Data supplied:
//! Remote Catalog
//!
//! Button layouts are JSON files in the remotes directory. Each layout is
//! served as written; the only requirement is a `buttons` array.

use std::path::{Path, PathBuf};

use serde::Serialize;
use serde_json::{Map, Value};
use tracing::{debug, error, warn};

#[derive(Debug, thiserror::Error)]
pub enum CatalogError {
    #[error("failed to read remotes directory {path}: {source}")]
    ReadDir {
        path: PathBuf,
        #[source]
        source: std::io::Error,
    },

    #[error("failed to read {path}: {source}")]
    ReadFile {
        path: PathBuf,
        #[source]
        source: std::io::Error,
    },

    #[error("invalid JSON: {0}")]
    Json(#[from] serde_json::Error),

    #[error("layout is not a JSON object")]
    NotAnObject,

    #[error("layout has no buttons array")]
    InvalidButtons,
}

/// One remote control layout.
#[derive(Debug, Clone, PartialEq, Serialize)]
#[serde(transparent)]
pub struct RemoteLayout {
    body: Map<String, Value>,
}

/// What a single `buttons` entry renders as.
#[derive(Debug, Clone, PartialEq)]
pub enum ButtonKind<'a> {
    /// `{}` or `null`: an empty grid cell.
    Spacer,
    Key { label: &'a str, command: &'a Value },
    Invalid,
}

impl RemoteLayout {
    pub fn name(&self) -> Option<&str> {
        self.body.get("name").and_then(Value::as_str)
    }

    pub fn buttons(&self) -> &[Value] {
        match self.body.get("buttons") {
            Some(Value::Array(buttons)) => buttons,
            _ => &[],
        }
    }

    pub fn button_count(&self) -> usize {
        self.buttons().len()
    }

    pub fn button_kinds(&self) -> impl Iterator<Item = ButtonKind<'_>> {
        self.buttons().iter().map(classify_button)
    }
}

pub fn classify_button(button: &Value) -> ButtonKind<'_> {
    match button {
        Value::Null => ButtonKind::Spacer,
        Value::Object(map) if map.is_empty() => ButtonKind::Spacer,
        Value::Object(map) => {
            let label = map.get("label").and_then(Value::as_str).filter(|l| !l.is_empty());
            let command = map.get("command").filter(|c| !c.is_null());
            match (label, command) {
                (Some(label), Some(command)) => ButtonKind::Key { label, command },
                _ => ButtonKind::Invalid,
            }
        }
        _ => ButtonKind::Invalid,
    }
}

/// Parse one layout file body.
pub fn parse_layout(text: &str) -> Result<RemoteLayout, CatalogError> {
    let Value::Object(body) = serde_json::from_str::<Value>(text)? else {
        return Err(CatalogError::NotAnObject);
    };
    if !matches!(body.get("buttons"), Some(Value::Array(_))) {
        return Err(CatalogError::InvalidButtons);
    }
    Ok(RemoteLayout { body })
}

/// Load every `*.json` layout in `dir`, sorted ascending by button count.
///
/// Files that cannot be read or parsed are logged and skipped; only an
/// unreadable directory is an error.
pub async fn load_catalog(dir: &Path) -> Result<Vec<RemoteLayout>, CatalogError> {
    let read_dir_err = |source| CatalogError::ReadDir {
        path: dir.to_path_buf(),
        source,
    };

    let mut entries = tokio::fs::read_dir(dir).await.map_err(read_dir_err)?;
    let mut paths = Vec::new();
    while let Some(entry) = entries.next_entry().await.map_err(read_dir_err)? {
        let path = entry.path();
        if path.extension().is_some_and(|ext| ext == "json") {
            paths.push(path);
        }
    }
    paths.sort();

    let mut layouts = Vec::with_capacity(paths.len());
    for path in paths {
        match load_layout(&path).await {
            Ok(layout) => {
                let invalid = layout
                    .button_kinds()
                    .filter(|k| *k == ButtonKind::Invalid)
                    .count();
                if invalid > 0 {
                    warn!(file = %path.display(), invalid, "layout has invalid buttons");
                }
                layouts.push(layout);
            }
            Err(CatalogError::InvalidButtons) => {
                warn!(file = %path.display(), "skipping remote with invalid buttons array");
            }
            Err(e) => {
                error!(file = %path.display(), error = %e, "failed to load remote");
            }
        }
    }

    // Stable: equal counts keep file-name order.
    layouts.sort_by_key(RemoteLayout::button_count);
    debug!(count = layouts.len(), dir = %dir.display(), "loaded remote catalog");
    Ok(layouts)
}

async fn load_layout(path: &Path) -> Result<RemoteLayout, CatalogError> {
    let text = tokio::fs::read_to_string(path)
        .await
        .map_err(|source| CatalogError::ReadFile {
            path: path.to_path_buf(),
            source,
        })?;
    parse_layout(&text)
}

What you should do:
In the material above, each line with the word "ReadFile" should be copied.

Answer area:
    ReadFile {
        .map_err(|source| CatalogError::ReadFile {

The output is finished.